The South Australian government will build what it says is the world’s largest virtual power plant by rolling out solar panels and Tesla batteries to at least 50,000 homes. Installation is planned over the next four years, and those households will combine to create the 250MW virtual power plant. Energy generated from the solar panels will be stored in the Tesla batteries, and any excess energy will be fed back to the grid, which will be centrally controlled and provide energy to the rest of the state when required.
In an initial trial, which has already commenced, a 5kW solar panel system and a 13.5kWh Tesla Powerwall 2 battery will be installed in 1,100 public housing properties for free, with the sale of electricity to cover costs. Following this, an additional 24,000 public houses will receive the systems. A wider rollout for private homes is planned in 2019, depending on the success of the trial phases.

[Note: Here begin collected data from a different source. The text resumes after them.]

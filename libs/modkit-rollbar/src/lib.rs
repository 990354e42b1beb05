#![cfg_attr(coverage_nightly, feature(coverage_attribute))]
#![warn(warnings)]

//! Error reporting client for `ModKit`
//!
//! Sends messages and errors to a Rollbar-compatible item endpoint:
//! - Fire-and-forget [`Rollbar::log`] with per-item [`DeliveryHandle`]s
//! - [`Rollbar::wait`] to confirm everything in flight was delivered
//! - Request snapshots (headers, query, decoded body) attached to items,
//!   with the inbound body read exactly once
//! - JSON, urlencoded and multipart body decoding
//! - Injected transport; [`HyperTransport`] is the rustls-backed default
//!
//! # Example
//!
//! ```ignore
//! use modkit_rollbar::{DataTemplate, HyperTransport, LogItem, Rollbar, RollbarConfig};
//!
//! let config = RollbarConfig::new(DataTemplate::new("production"))
//!     .with_access_token(token);
//! let rollbar = Rollbar::new(config, HyperTransport::new()?);
//!
//! // per inbound request
//! let (reporter, request) = rollbar.with_request(request);
//! if let Err(e) = handle(request).await {
//!     reporter.error(LogItem::error(&e));
//! }
//! reporter.wait().await?;
//! ```

mod body;
mod builder;
mod client;
mod config;
mod error;
mod frames;
mod item;
mod payload;
mod request;
mod transport;

pub use body::{DecodedBody, decode, media_type};
pub use builder::{build_payload, unstamped_payload};
pub use client::{DeliveryHandle, Rollbar};
pub use config::{
    ACCESS_TOKEN_HEADER, AccessToken, DEFAULT_ENDPOINT, DEFAULT_LANGUAGE, DataTemplate, Notifier,
    Person, RollbarConfig, Server,
};
pub use error::{RollbarError, SharedSource, TransportError};
pub use frames::{UNKNOWN_FILE_NAME, capture_frames};
pub use item::{CapturedError, LogItem};
pub use payload::{
    Body, Data, Exception, Level, Message, Payload, RequestSnapshot, StackFrame, Trace,
};
pub use request::{
    ClonedBody, FORWARDED_FOR_HEADER, FORWARDED_PROTO_HEADER, RequestContext, duplicate_request,
    snapshot,
};
pub use transport::{
    FnTransport, HyperTransport, OutboundRequest, Transport, TransportResponse, from_fn,
};
//! Wire schema of an item sent to the collector.
//!
//! Only the shape is defined here; [`crate::builder`] decides what goes in it.

use std::collections::BTreeMap;

use serde::{Deserialize, Serialize};

use crate::config::{Notifier, Person, Server};

/// Envelope POSTed to the collector
#[derive(Debug, Clone, PartialEq, Serialize, Deserialize)]
pub struct Payload {
    pub data: Data,
}

/// Item data
#[derive(Debug, Clone, PartialEq, Serialize, Deserialize)]
pub struct Data {
    pub environment: String,
    pub body: Body,
    #[serde(default, skip_serializing_if = "Option::is_none")]
    pub level: Option<Level>,
    /// Unix timestamp, seconds
    #[serde(default, skip_serializing_if = "Option::is_none")]
    pub timestamp: Option<i64>,
    #[serde(default, skip_serializing_if = "Option::is_none")]
    pub code_version: Option<String>,
    #[serde(default, skip_serializing_if = "Option::is_none")]
    pub platform: Option<String>,
    #[serde(default, skip_serializing_if = "Option::is_none")]
    pub language: Option<String>,
    #[serde(default, skip_serializing_if = "Option::is_none")]
    pub framework: Option<String>,
    #[serde(default, skip_serializing_if = "Option::is_none")]
    pub context: Option<String>,
    #[serde(default, skip_serializing_if = "Option::is_none")]
    pub request: Option<RequestSnapshot>,
    #[serde(default, skip_serializing_if = "Option::is_none")]
    pub person: Option<Person>,
    #[serde(default, skip_serializing_if = "Option::is_none")]
    pub server: Option<Server>,
    #[serde(default, skip_serializing_if = "Option::is_none")]
    pub custom: Option<serde_json::Map<String, serde_json::Value>>,
    #[serde(default, skip_serializing_if = "Option::is_none")]
    pub fingerprint: Option<String>,
    #[serde(default, skip_serializing_if = "Option::is_none")]
    pub title: Option<String>,
    #[serde(default, skip_serializing_if = "Option::is_none")]
    pub uuid: Option<String>,
    #[serde(default, skip_serializing_if = "Option::is_none")]
    pub notifier: Option<Notifier>,
}

/// Item body: exactly one of a trace, a chain of traces, or a message.
///
/// Externally tagged, so `Body::Message(..)` serializes as `{"message": {..}}`.
#[derive(Debug, Clone, PartialEq, Serialize, Deserialize)]
#[serde(rename_all = "snake_case")]
pub enum Body {
    Trace(Trace),
    /// The reported error first, then its causes
    TraceChain(Vec<Trace>),
    Message(Message),
}

/// A single error with its stack
#[derive(Debug, Clone, PartialEq, Eq, Serialize, Deserialize)]
pub struct Trace {
    /// Oldest call first, most recent call last
    pub frames: Vec<StackFrame>,
    pub exception: Exception,
}

#[derive(Debug, Clone, PartialEq, Eq, Serialize, Deserialize)]
pub struct Exception {
    /// Error type name
    pub class: String,
    #[serde(default, skip_serializing_if = "Option::is_none")]
    pub message: Option<String>,
    #[serde(default, skip_serializing_if = "Option::is_none")]
    pub description: Option<String>,
}

#[derive(Debug, Clone, PartialEq, Eq, Serialize, Deserialize)]
pub struct StackFrame {
    pub filename: String,
    #[serde(default, skip_serializing_if = "Option::is_none")]
    pub lineno: Option<u32>,
    #[serde(default, skip_serializing_if = "Option::is_none")]
    pub colno: Option<u32>,
    #[serde(default, skip_serializing_if = "Option::is_none")]
    pub method: Option<String>,
}

#[derive(Debug, Clone, PartialEq, Serialize, Deserialize)]
pub struct Message {
    pub body: String,
    /// Arbitrary metadata sent next to the message text
    #[serde(flatten)]
    pub extra: serde_json::Map<String, serde_json::Value>,
}

impl Message {
    #[must_use]
    pub fn new(body: impl Into<String>) -> Self {
        Self {
            body: body.into(),
            extra: serde_json::Map::new(),
        }
    }
}

/// Severity of an item
#[derive(Debug, Clone, Copy, Default, PartialEq, Eq, Hash, Serialize, Deserialize)]
#[serde(rename_all = "lowercase")]
pub enum Level {
    Critical,
    Error,
    Warning,
    Info,
    #[default]
    Debug,
}

impl Level {
    #[must_use]
    pub fn as_str(self) -> &'static str {
        match self {
            Level::Critical => "critical",
            Level::Error => "error",
            Level::Warning => "warning",
            Level::Info => "info",
            Level::Debug => "debug",
        }
    }
}

impl std::fmt::Display for Level {
    fn fmt(&self, f: &mut std::fmt::Formatter<'_>) -> std::fmt::Result {
        f.write_str(self.as_str())
    }
}

/// JSON-safe view of the inbound request an item occurred in.
///
/// Computed once per request (see [`crate::request::RequestContext`]) and
/// shared by every item built from it.
#[derive(Debug, Clone, PartialEq, Eq, Serialize, Deserialize)]
pub struct RequestSnapshot {
    pub url: String,
    pub method: String,
    /// Lowercase header names, repeated values joined with `", "`
    pub headers: BTreeMap<String, String>,
    /// Routing parameters; always empty at this layer
    pub params: BTreeMap<String, String>,
    #[serde(rename = "GET")]
    pub get: BTreeMap<String, String>,
    /// Raw search component, including the leading `?` when non-empty
    pub query_string: String,
    /// Decoded object body (JSON or form fields)
    #[serde(rename = "POST", default, skip_serializing_if = "Option::is_none")]
    pub post: Option<serde_json::Value>,
    /// Raw text body
    #[serde(default, skip_serializing_if = "Option::is_none")]
    pub body: Option<String>,
    #[serde(default, skip_serializing_if = "Option::is_none")]
    pub user_ip: Option<String>,
}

Tesla says that, when completed, the virtual power facility could provide as much capacity as a large gas turbine or coal power plant. “Powerwall can detect an outage, disconnect from the grid, and automatically restore power to your home in a fraction of a second,” the government’s virtual power plant FAQ section reads. “As long as the battery has storage in it at the time, you will not even notice that the power went out.”
The South Australian government says the virtual power plant can provide 20 percent of the state’s average daily energy requirements. The South Australian government says Tesla will review all properties to determine whether or not they’re able to support the system and participate in the program. Tesla will also build a service hub at Adelaide’s innovation district Tonsley, which will allow technicians to monitor and service the company’s Powerpacks in Hornsdale, the Superchargers installed across the state, and the residential Powerwall installations.

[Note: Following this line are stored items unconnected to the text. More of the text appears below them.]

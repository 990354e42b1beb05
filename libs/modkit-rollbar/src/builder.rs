//! Assembly of wire payloads from the configured template and a log item.
//!
//! Building is a pure function of its inputs. Level and timestamp are passed
//! in rather than sampled, so two builds from the same inputs compare equal.

use crate::config::{DEFAULT_LANGUAGE, DataTemplate};
use crate::item::LogItem;
use crate::payload::{Body, Data, Level, Message, Payload, RequestSnapshot};

/// Build a payload without level or timestamp.
///
/// Template fields are copied as-is; `body` and `request` always come from
/// the arguments and `language` is always [`DEFAULT_LANGUAGE`].
#[must_use]
pub fn unstamped_payload(
    template: &DataTemplate,
    item: &LogItem,
    request: Option<&RequestSnapshot>,
) -> Payload {
    Payload {
        data: Data {
            environment: template.environment.clone(),
            body: body_of(item),
            level: None,
            timestamp: None,
            code_version: template.code_version.clone(),
            platform: template.platform.clone(),
            language: Some(DEFAULT_LANGUAGE.to_owned()),
            framework: template.framework.clone(),
            context: template.context.clone(),
            request: request.cloned(),
            person: template.person.clone(),
            server: template.server.clone(),
            custom: template.custom.clone(),
            fingerprint: template.fingerprint.clone(),
            title: template.title.clone(),
            uuid: template.uuid.clone(),
            notifier: template.notifier.clone(),
        },
    }
}

/// Build the payload sent for one log call.
#[must_use]
pub fn build_payload(
    template: &DataTemplate,
    item: &LogItem,
    request: Option<&RequestSnapshot>,
    level: Level,
    timestamp: i64,
) -> Payload {
    let mut payload = unstamped_payload(template, item, request);
    payload.data.level = Some(level);
    payload.data.timestamp = Some(timestamp);
    payload
}

fn body_of(item: &LogItem) -> Body {
    match item {
        LogItem::Message(text) => Body::Message(Message::new(text.clone())),
        LogItem::Error(err) => Body::Trace(err.to_trace()),
        LogItem::ErrorChain(chain) => {
            Body::TraceChain(chain.iter().map(crate::item::CapturedError::to_trace).collect())
        }
    }
}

The South Australian government claims the 250MW will cut electricity costs by 30 percent for participating households. About 6,500 people have already registered an expression of interest for the program, and the program may be extended if public interest remains high.
The program will be funded via a AU$2 million grant ($1.59 million USD), and a AU$30 million ($23.8 million USD) loan from a state-funded technology fund. The project has a total value of AU$800 million ($634 million USD), which will also be funded by investors.

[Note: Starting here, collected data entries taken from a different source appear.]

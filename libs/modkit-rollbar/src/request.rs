//! Request snapshots.
//!
//! An inbound request body can only be read once. [`duplicate_request`] splits
//! one request into two whose [`ClonedBody`] halves are both fed by a single
//! read of the original stream; [`RequestContext`] turns one half into a
//! [`RequestSnapshot`] at most once and hands the same result to every item
//! built from it.

use std::collections::BTreeMap;
use std::future::Future;
use std::pin::Pin;
use std::sync::Arc;
use std::task::{Context, Poll};

use bytes::Bytes;
use futures::FutureExt;
use futures::future::{BoxFuture, Shared};
use http::header::{CONTENT_TYPE, HOST, HeaderMap};
use http::{Method, Request, Uri};
use http_body::{Body, Frame, SizeHint};
use http_body_util::BodyExt;
use tokio::sync::OnceCell;

use crate::body::decode;
use crate::error::RollbarError;
use crate::payload::RequestSnapshot;

/// Header the client address is read from
pub const FORWARDED_FOR_HEADER: &str = "x-forwarded-for";

/// Header the original scheme is read from for origin-form request URIs
pub const FORWARDED_PROTO_HEADER: &str = "x-forwarded-proto";

type SharedBytes = Shared<BoxFuture<'static, Result<Bytes, RollbarError>>>;

/// One copy of a duplicated request body.
///
/// All copies share one read of the original body; each copy yields the full
/// buffered content as a single frame. Cloning gives a fresh, unread copy.
pub struct ClonedBody {
    source: SharedBytes,
    done: bool,
}

impl ClonedBody {
    fn new(source: SharedBytes) -> Self {
        Self {
            source,
            done: false,
        }
    }
}

impl Clone for ClonedBody {
    fn clone(&self) -> Self {
        Self::new(self.source.clone())
    }
}

impl std::fmt::Debug for ClonedBody {
    fn fmt(&self, f: &mut std::fmt::Formatter<'_>) -> std::fmt::Result {
        f.debug_struct("ClonedBody")
            .field("done", &self.done)
            .finish_non_exhaustive()
    }
}

impl Body for ClonedBody {
    type Data = Bytes;
    type Error = RollbarError;

    fn poll_frame(
        self: Pin<&mut Self>,
        cx: &mut Context<'_>,
    ) -> Poll<Option<Result<Frame<Self::Data>, Self::Error>>> {
        let this = self.get_mut();
        if this.done {
            return Poll::Ready(None);
        }

        match Pin::new(&mut this.source).poll(cx) {
            Poll::Ready(result) => {
                this.done = true;
                match result {
                    Ok(bytes) if bytes.is_empty() => Poll::Ready(None),
                    Ok(bytes) => Poll::Ready(Some(Ok(Frame::data(bytes)))),
                    Err(e) => Poll::Ready(Some(Err(e))),
                }
            }
            Poll::Pending => Poll::Pending,
        }
    }

    fn is_end_stream(&self) -> bool {
        self.done
    }

    fn size_hint(&self) -> SizeHint {
        match self.source.peek() {
            Some(Ok(bytes)) if !self.done => SizeHint::with_exact(bytes.len() as u64),
            Some(_) => SizeHint::with_exact(0),
            None => SizeHint::default(),
        }
    }
}

/// Split `request` into two requests with identical heads and bodies.
///
/// The original body is read at most once, on first poll of either copy.
#[must_use]
pub fn duplicate_request<B>(request: Request<B>) -> (Request<ClonedBody>, Request<ClonedBody>)
where
    B: Body + Send + 'static,
    B::Data: Send,
    B::Error: Into<Box<dyn std::error::Error + Send + Sync>>,
{
    let (parts, body) = request.into_parts();

    let source = async move {
        body.collect()
            .await
            .map(http_body_util::Collected::to_bytes)
            .map_err(RollbarError::body_read)
    }
    .boxed()
    .shared();

    let mut copy = Request::new(ClonedBody::new(source.clone()));
    *copy.method_mut() = parts.method.clone();
    *copy.uri_mut() = parts.uri.clone();
    *copy.version_mut() = parts.version;
    *copy.headers_mut() = parts.headers.clone();
    *copy.extensions_mut() = parts.extensions.clone();

    (Request::from_parts(parts, ClonedBody::new(source)), copy)
}

/// Snapshot of one request, computed at most once.
///
/// Concurrent callers of [`snapshot`](Self::snapshot) wait on the same
/// computation; a failed decode is cached as well, so the body is never
/// decoded twice.
pub struct RequestContext {
    method: Method,
    uri: Uri,
    headers: HeaderMap,
    body: ClonedBody,
    snapshot: OnceCell<Result<Arc<RequestSnapshot>, RollbarError>>,
}

impl std::fmt::Debug for RequestContext {
    fn fmt(&self, f: &mut std::fmt::Formatter<'_>) -> std::fmt::Result {
        f.debug_struct("RequestContext")
            .field("method", &self.method)
            .field("uri", &self.uri)
            .field("snapshot_ready", &self.snapshot.initialized())
            .finish_non_exhaustive()
    }
}

impl RequestContext {
    /// Capture `request`, returning the context and the application's copy.
    ///
    /// Must be called before anything else reads the body.
    #[must_use]
    pub fn capture<B>(request: Request<B>) -> (Self, Request<ClonedBody>)
    where
        B: Body + Send + 'static,
        B::Data: Send,
        B::Error: Into<Box<dyn std::error::Error + Send + Sync>>,
    {
        let (ours, theirs) = duplicate_request(request);
        let (parts, body) = ours.into_parts();
        let context = Self {
            method: parts.method,
            uri: parts.uri,
            headers: parts.headers,
            body,
            snapshot: OnceCell::new(),
        };
        (context, theirs)
    }

    /// The request snapshot, computing it on first use.
    ///
    /// # Errors
    ///
    /// Returns the (cached) error if the body could not be read or decoded.
    pub async fn snapshot(&self) -> Result<Arc<RequestSnapshot>, RollbarError> {
        self.snapshot
            .get_or_init(|| async {
                let mut request = Request::new(self.body.clone());
                *request.method_mut() = self.method.clone();
                *request.uri_mut() = self.uri.clone();
                *request.headers_mut() = self.headers.clone();

                match snapshot(request).await {
                    Ok(snapshot) => {
                        tracing::debug!(
                            method = %snapshot.method,
                            url = %snapshot.url,
                            "request snapshot computed"
                        );
                        Ok(Arc::new(snapshot))
                    }
                    Err(e) => {
                        tracing::warn!(error = %e, "failed to snapshot request");
                        Err(e)
                    }
                }
            })
            .await
            .clone()
    }
}

/// Read and decode `request` into a JSON-safe snapshot.
///
/// Consumes the body. `params` is always empty; routing happens elsewhere.
///
/// # Errors
///
/// Returns [`RollbarError::BodyRead`] if the body stream fails, or a decode
/// error from [`decode`].
pub async fn snapshot<B>(request: Request<B>) -> Result<RequestSnapshot, RollbarError>
where
    B: Body,
    B::Error: Into<Box<dyn std::error::Error + Send + Sync>>,
{
    let (parts, body) = request.into_parts();
    let raw = body
        .collect()
        .await
        .map_err(RollbarError::body_read)?
        .to_bytes();

    let content_type = parts
        .headers
        .get(CONTENT_TYPE)
        .and_then(|value| value.to_str().ok());
    let (text, object) = decode(raw, content_type).await?.into_parts();

    let query = parts.uri.query();

    Ok(RequestSnapshot {
        url: request_url(&parts.uri, &parts.headers),
        method: parts.method.to_string(),
        headers: header_map(&parts.headers),
        params: BTreeMap::new(),
        get: query_params(query),
        query_string: query_string(query),
        post: object,
        body: text,
        user_ip: forwarded_for(&parts.headers),
    })
}

fn header_map(headers: &HeaderMap) -> BTreeMap<String, String> {
    let mut map: BTreeMap<String, String> = BTreeMap::new();
    for (name, value) in headers {
        let value = String::from_utf8_lossy(value.as_bytes());
        map.entry(name.as_str().to_owned())
            .and_modify(|existing| {
                existing.push_str(", ");
                existing.push_str(&value);
            })
            .or_insert_with(|| value.into_owned());
    }
    map
}

fn query_params(query: Option<&str>) -> BTreeMap<String, String> {
    url::form_urlencoded::parse(query.unwrap_or_default().as_bytes())
        .into_owned()
        .collect()
}

fn query_string(query: Option<&str>) -> String {
    match query {
        Some(q) if !q.is_empty() => format!("?{q}"),
        _ => String::new(),
    }
}

/// Absolute URL of the request.
///
/// Server-side requests usually carry only path and query; scheme and host
/// then come from `x-forwarded-proto` (default `http`) and `Host`.
fn request_url(uri: &Uri, headers: &HeaderMap) -> String {
    if uri.scheme().is_some() && uri.authority().is_some() {
        return uri.to_string();
    }

    let Some(host) = header_str(headers, HOST.as_str()) else {
        return uri.to_string();
    };
    let scheme = header_str(headers, FORWARDED_PROTO_HEADER)
        .and_then(|proto| proto.split(',').next())
        .map(str::trim)
        .filter(|proto| !proto.is_empty())
        .unwrap_or("http");
    let path = uri.path_and_query().map_or("/", http::uri::PathAndQuery::as_str);

    format!("{scheme}://{host}{path}")
}

fn header_str<'a>(headers: &'a HeaderMap, name: &str) -> Option<&'a str> {
    headers
        .get(name)
        .and_then(|value| value.to_str().ok())
        .map(str::trim)
        .filter(|value| !value.is_empty())
}

fn forwarded_for(headers: &HeaderMap) -> Option<String> {
    headers
        .get(FORWARDED_FOR_HEADER)
        .map(|value| String::from_utf8_lossy(value.as_bytes()).into_owned())
        .filter(|value| !value.is_empty())
}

Elon Musk built the world’s biggest battery in South Australia to help with the state’s energy woes, which saw a crippling state-wide blackout in September 2016. The event was highly politicized: the federal government blamed the failure of renewable energy to cover usage during peak times, while others said that severe weather causing transmission towers to topple over was to blame. Musk undertook the project after making a promise on Twitter, complete with a 100-day self-imposed deadline which he comfortably beat.
We’ve reached out to Tesla for further comment and will update this post if we hear back.